● **Dataset entries**
◇ ◇ ◇ ◇ ◇

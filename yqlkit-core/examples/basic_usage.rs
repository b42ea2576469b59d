use yqlkit_core::{bulk_upsert, op, select, upsert, Predicate, QueryBuilder, Row, StructDescriptor};

fn main() -> yqlkit_core::Result<()> {
    println!("=== yqlkit Core - Basic Usage Examples ===\n");

    // SELECT with raw and structured predicates
    let select_query = select(("date", "count"))
        .from("attendance")?
        .where_(["year = 2024", "month = 5"])
        .or_where(("hour", op::GTE, 18))
        .order_by("date")
        .limit(50)
        .offset(100);

    println!("1. SELECT:");
    println!("   SQL: {}\n", select_query.build());

    // SELECT * with an IN list
    let star_query = select(())
        .from("attendance")?
        .where_(Predicate::in_list("day", [1, 2, 3]));

    println!("2. SELECT *:");
    println!("   SQL: {}\n", star_query.build());

    // Single-row UPSERT
    let row = Row::new()
        .with("date", 1714557600000u64)
        .with("year", 2024)
        .with("month", 5)
        .with("count", 312)
        .with("note", None::<String>);
    let upsert_query = upsert(row).into("attendance")?;

    println!("3. UPSERT:");
    println!("   SQL: {}\n", upsert_query.build());

    // Bulk UPSERT through a declared typed list
    let descriptor = StructDescriptor::new("$rows")
        .field("date", "Uint64")
        .field("year", "Uint32")
        .field("count", "Uint32");
    let bulk_query = bulk_upsert(descriptor).into("attendance")?;

    println!("4. Bulk UPSERT:");
    println!("{}\n", bulk_query.build());

    // Empty table names are rejected
    match select(()).from("") {
        Ok(_) => println!("5. unexpected success"),
        Err(err) => println!("5. Error: {}", err),
    }

    Ok(())
}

◇ ◇ ◇ ◇ ◇

● **Task instructions**
Exactly as they stand above, write out the entries.

● **Answer to the problem**
filename yqlkit-core/examples/basic_usage.rs
repository b42ea2576469b59d
use yqlkit_core::{bulk_upsert, op, select, upsert, Predicate, QueryBuilder, Row, StructDescriptor};

fn main() -> yqlkit_core::Result<()> {
    println!("=== yqlkit Core - Basic Usage Examples ===\n");

    // SELECT with raw and structured predicates
    let select_query = select(("date", "count"))
        .from("attendance")?
        .where_(["year = 2024", "month = 5"])
        .or_where(("hour", op::GTE, 18))
        .order_by("date")
        .limit(50)
        .offset(100);

    println!("1. SELECT:");
    println!("   SQL: {}\n", select_query.build());

    // SELECT * with an IN list
    let star_query = select(())
        .from("attendance")?
        .where_(Predicate::in_list("day", [1, 2, 3]));

    println!("2. SELECT *:");
    println!("   SQL: {}\n", star_query.build());

    // Single-row UPSERT
    let row = Row::new()
        .with("date", 1714557600000u64)
        .with("year", 2024)
        .with("month", 5)
        .with("count", 312)
        .with("note", None::<String>);
    let upsert_query = upsert(row).into("attendance")?;

    println!("3. UPSERT:");
    println!("   SQL: {}\n", upsert_query.build());

    // Bulk UPSERT through a declared typed list
    let descriptor = StructDescriptor::new("$rows")
        .field("date", "Uint64")
        .field("year", "Uint32")
        .field("count", "Uint32");
    let bulk_query = bulk_upsert(descriptor).into("attendance")?;

    println!("4. Bulk UPSERT:");
    println!("{}\n", bulk_query.build());

    // Empty table names are rejected
    match select(()).from("") {
        Ok(_) => println!("5. unexpected success"),
        Err(err) => println!("5. Error: {}", err),
    }

    Ok(())
}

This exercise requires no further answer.